George Harrison, perfectionniste malgré lui

George Harrison a souvent été présenté comme le plus “spirituel” des Beatles, celui qui regardait au-delà, celui qui cherchait Dieu dans un accord de sitar ou dans un mantra. C’est vrai, mais cela a parfois servi à minimiser un autre trait : son obsession du détail musical. Harrison n’était pas un dilettante. Il pouvait donner l’impression d’être détaché, mais il était profondément attentif aux sons. Son slide guitar, sa manière de faire chanter une note jusqu’à la transformer en phrase, est un langage construit, travaillé, peaufiné. Ce n’est pas l’œuvre d’un homme qui “laisse faire”.
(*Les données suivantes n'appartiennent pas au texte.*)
//! Transport adapters: HTTP polling and WebSocket streaming. Both surface one
//! `TransportEvent` per outcome so the controller never cares which is in use.

pub mod poll;
pub mod stream;

use std::{fs, path::Path, time::Duration};

use serde_json::Value;

use crate::error::{FailureReason, FeedError};

#[derive(Debug, Clone, PartialEq)]
pub enum TransportEvent {
    Payload {
        payload: Value,
        /// Measured request round trip (polling only).
        rtt: Option<Duration>,
    },
    Failure(FailureReason),
}

impl From<Result<Value, FailureReason>> for TransportEvent {
    fn from(r: Result<Value, FailureReason>) -> Self {
        match r {
            Ok(payload) => TransportEvent::Payload { payload, rtt: None },
            Err(reason) => TransportEvent::Failure(reason),
        }
    }
}

/// Decode a response body or frame into the metrics object.
///
/// Accepts the metrics object directly or wrapped as `{ "success": .., "data": {..} }`.
/// `success: false` becomes `Rejected` with the server's message.
pub fn decode_body(body: &[u8]) -> Result<Value, FailureReason> {
    let value: Value =
        serde_json::from_slice(body).map_err(|e| FailureReason::Parse(e.to_string()))?;
    let Value::Object(mut obj) = value else {
        return Err(FailureReason::Parse("expected a JSON object".into()));
    };

    match obj.get("success") {
        Some(Value::Bool(false)) => {
            let msg = ["error", "message"]
                .iter()
                .find_map(|k| obj.get(*k).and_then(Value::as_str))
                .unwrap_or("server reported success=false");
            return Err(FailureReason::Rejected(msg.to_string()));
        }
        Some(_) => {
            return match obj.remove("data") {
                Some(data @ Value::Object(_)) => Ok(data),
                Some(_) => Err(FailureReason::Parse("envelope 'data' is not an object".into())),
                None => Ok(Value::Object(obj)),
            };
        }
        None => {}
    }

    if obj.len() == 1 && obj.get("data").is_some_and(Value::is_object) {
        return Ok(obj.remove("data").unwrap_or(Value::Null));
    }
    Ok(Value::Object(obj))
}

/// Read a PEM bundle from disk (`--tls-ca`).
pub(crate) fn read_pem(path: &Path) -> Result<Vec<u8>, FeedError> {
    fs::read(path).map_err(|e| FeedError::Tls(format!("read {}: {e}", path.display())))
}

#[cfg(test)]
mod tests {
    use super::*;
    use serde_json::json;

    #[test]
    fn bare_object_passes_through() {
        let v = decode_body(br#"{"players": 3}"#).unwrap();
        assert_eq!(v, json!({"players": 3}));
    }

    #[test]
    fn envelope_is_unwrapped() {
        let v = decode_body(br#"{"success": true, "data": {"players": 3}}"#).unwrap();
        assert_eq!(v, json!({"players": 3}));
        let v = decode_body(br#"{"data": {"players": 1}}"#).unwrap();
        assert_eq!(v, json!({"players": 1}));
    }

    #[test]
    fn fetch_results_map_to_events() {
        let ok = TransportEvent::from(Ok(json!({"players": 2})));
        assert_eq!(
            ok,
            TransportEvent::Payload {
                payload: json!({"players": 2}),
                rtt: None
            }
        );
        let failed = TransportEvent::from(Err(FailureReason::HttpStatus(502)));
        assert_eq!(failed, TransportEvent::Failure(FailureReason::HttpStatus(502)));
    }

    #[test]
    fn success_false_is_rejected() {
        let err = decode_body(br#"{"success": false, "error": "node offline"}"#).unwrap_err();
        assert_eq!(err, FailureReason::Rejected("node offline".into()));
        assert_eq!(err.tag(), "rejected");
    }

    #[test]
    fn malformed_bodies_are_parse_errors() {
        for body in [&b"not json"[..], b"[1,2]", b"12", b"", br#"{"success":true,"data":7}"#] {
            let err = decode_body(body).unwrap_err();
            assert_eq!(err.tag(), "parse-error", "body {:?}", String::from_utf8_lossy(body));
        }
    }
}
Dans les meilleures périodes de sa carrière, Harrison sait créer un monde. Il n’écrit pas seulement des chansons, il fabrique des atmosphères. All Things Must Pass est un continent, un disque-monde, avec ses orgues, ses guitares en cascade, ses chœurs quasi liturgiques, ses brumes et ses éclats. Living in the Material World est plus resserré, plus tranchant, comme une réponse intérieure à l’excès du premier. Dans les deux cas, l’identité sonore n’est pas un accident : c’est une intention.

Cette intention, il l’a parfois payée au prix fort. Dans les années 1970, Harrison se bat avec sa voix, avec ses poumons, avec des tournées épuisantes, avec une presse qui attend de lui une perfection impossible. Il se bat aussi avec le fait d’être perçu comme “l’ex-Beatle” plutôt que comme un artiste à part entière. Il y a toujours cette loupe braquée sur lui, cette comparaison permanente, cette exigence absurde : être à la fois fidèle à la légende et suffisamment moderne pour ne pas devenir un musée.

Ce qui rend le début des années 1980 si intéressant, c’est justement l’instant où Harrison cesse de vouloir jouer ce jeu. Pas avec fracas. Pas avec une rupture spectaculaire. Il cesse comme on cesse de répondre à un appel dont on connaît déjà la fatigue au bout du fil. Il prend de la distance. Et cette distance se lit dans les disques.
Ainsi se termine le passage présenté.